Check each line of the data below for the word "after", then extract the ones that have it.

[RECORDS SHOWN]

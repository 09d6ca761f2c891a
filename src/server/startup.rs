use tracing_subscriber::EnvFilter;

use crate::server::{config::Config, error::AppError};

const DEFAULT_LOG_FILTER: &str = "info,sqlx=warn";

/// Installs the global tracing subscriber.
///
/// The filter is read from `RUST_LOG`, falling back to `info` for the service and
/// `warn` for the SQL driver.
pub fn init_logging() {
    let filter =
        EnvFilter::try_from_default_env().unwrap_or_else(|_| EnvFilter::new(DEFAULT_LOG_FILTER));

    tracing_subscriber::fmt().with_env_filter(filter).init();
}

/// Connects to the Sqlite database and runs pending migrations.
///
/// Establishes a connection pool to the Sqlite database using the connection string from
/// configuration, then automatically runs all pending SeaORM migrations to ensure the database
/// schema is up-to-date. This function must complete successfully before the application can
/// access the database.
///
/// # Arguments
/// - `config` - Application configuration containing the database URL
///
/// # Returns
/// - `Ok(DatabaseConnection)` - Connected database with migrations applied
/// - `Err(Error)` - Failed to connect to database or run migrations
pub async fn connect_to_database(config: &Config) -> Result<sea_orm::DatabaseConnection, AppError> {
    use migration::{Migrator, MigratorTrait};
    use sea_orm::{ConnectOptions, Database};

    let mut opt = ConnectOptions::new(&config.database_url);
    opt.sqlx_logging(false);

    let db = Database::connect(opt).await?;

    Migrator::up(&db, None).await?;
    tracing::info!("Database migrations applied");

    Ok(db)
}
use entity::prelude::*;
use sea_orm::{
    sea_query::{Index, IndexCreateStatement, TableCreateStatement},
    EntityTrait, Schema,
};

use crate::{context::TestContext, error::TestError};

/// Builder for creating test contexts with customizable database schemas.
///
/// Add entity tables with `with_table()`, then call `build()` to create the configured
/// test context.
///
/// # Example
///
/// ```rust,ignore
/// use test_utils::builder::TestBuilder;
/// use entity::prelude::{Coach, Hall};
///
/// let test = TestBuilder::new()
///     .with_table(Coach)
///     .with_table(Hall)
///     .build()
///     .await?;
/// ```
pub struct TestBuilder {
    /// CREATE TABLE statements executed in insertion order during `build()`.
    tables: Vec<TableCreateStatement>,
    /// CREATE INDEX statements executed after every table exists.
    indexes: Vec<IndexCreateStatement>,
}

impl TestBuilder {
    /// Creates a new test builder with no tables configured.
    pub fn new() -> Self {
        Self {
            tables: Vec::new(),
            indexes: Vec::new(),
        }
    }

    /// Adds an entity table to the test database schema.
    ///
    /// Tables with foreign keys must be added after the tables they reference.
    ///
    /// # Arguments
    /// - `entity` - SeaORM entity to create the table for
    ///
    /// # Returns
    /// - `Self` - Builder instance for method chaining
    pub fn with_table<E: EntityTrait>(mut self, entity: E) -> Self {
        let schema = Schema::new(sea_orm::DbBackend::Sqlite);
        self.tables.push(schema.create_table_from_entity(entity));
        self
    }

    /// Adds an index created once all tables exist.
    pub fn with_index(mut self, index: IndexCreateStatement) -> Self {
        self.indexes.push(index);
        self
    }

    /// Adds every table of the service in dependency order, plus the unique indexes
    /// the migrations declare on halls and teams:
    /// - Coach
    /// - Hall
    /// - Team
    /// - TrainingSession
    /// - RoleCoach
    ///
    /// # Example
    ///
    /// ```rust,ignore
    /// let test = TestBuilder::new()
    ///     .with_training_tables()
    ///     .build()
    ///     .await?;
    /// ```
    pub fn with_training_tables(self) -> Self {
        self.with_table(Coach)
            .with_table(Hall)
            .with_table(Team)
            .with_table(TrainingSession)
            .with_table(RoleCoach)
            .with_index(
                Index::create()
                    .name("idx_hall_name_address")
                    .table(Hall)
                    .col(entity::hall::Column::Name)
                    .col(entity::hall::Column::Street)
                    .col(entity::hall::Column::City)
                    .col(entity::hall::Column::PostalCode)
                    .col(entity::hall::Column::Country)
                    .unique()
                    .to_owned(),
            )
            .with_index(
                Index::create()
                    .name("idx_team_gender_category_number")
                    .table(Team)
                    .col(entity::team::Column::Gender)
                    .col(entity::team::Column::Category)
                    .col(entity::team::Column::TeamNumber)
                    .unique()
                    .to_owned(),
            )
    }

    /// Builds the test context and creates the configured tables.
    ///
    /// # Returns
    /// - `Ok(TestContext)` - Test context with database and tables ready
    /// - `Err(TestError::Database)`- Failed to connect to database or create tables
    ///   and indexes
    pub async fn build(self) -> Result<TestContext, TestError> {
        let mut setup = TestContext::new();

        setup.with_tables(self.tables).await?;
        setup.with_indexes(self.indexes).await?;

        Ok(setup)
    }
}

impl Default for TestBuilder {
    fn default() -> Self {
        Self::new()
    }
}
pub use sea_orm_migration::prelude::*;

mod m20260301_000001_create_coach_table;
mod m20260301_000002_create_hall_table;
mod m20260301_000003_create_team_table;
mod m20260301_000004_create_training_session_table;
mod m20260301_000005_create_role_coach_table;

pub struct Migrator;

#[async_trait::async_trait]
impl MigratorTrait for Migrator {
    fn migrations() -> Vec<Box<dyn MigrationTrait>> {
        vec![
            Box::new(m20260301_000001_create_coach_table::Migration),
            Box::new(m20260301_000002_create_hall_table::Migration),
            Box::new(m20260301_000003_create_team_table::Migration),
            Box::new(m20260301_000004_create_training_session_table::Migration),
            Box::new(m20260301_000005_create_role_coach_table::Migration),
        ]
    }
}
pub mod prelude;

pub mod coach;
pub mod hall;
pub mod role_coach;
pub mod team;
pub mod training_session;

[/RECORDS SHOWN]

# SOLUTION FOR THIS EXERCISE:
    /// CREATE INDEX statements executed after every table exists.
    /// Tables with foreign keys must be added after the tables they reference.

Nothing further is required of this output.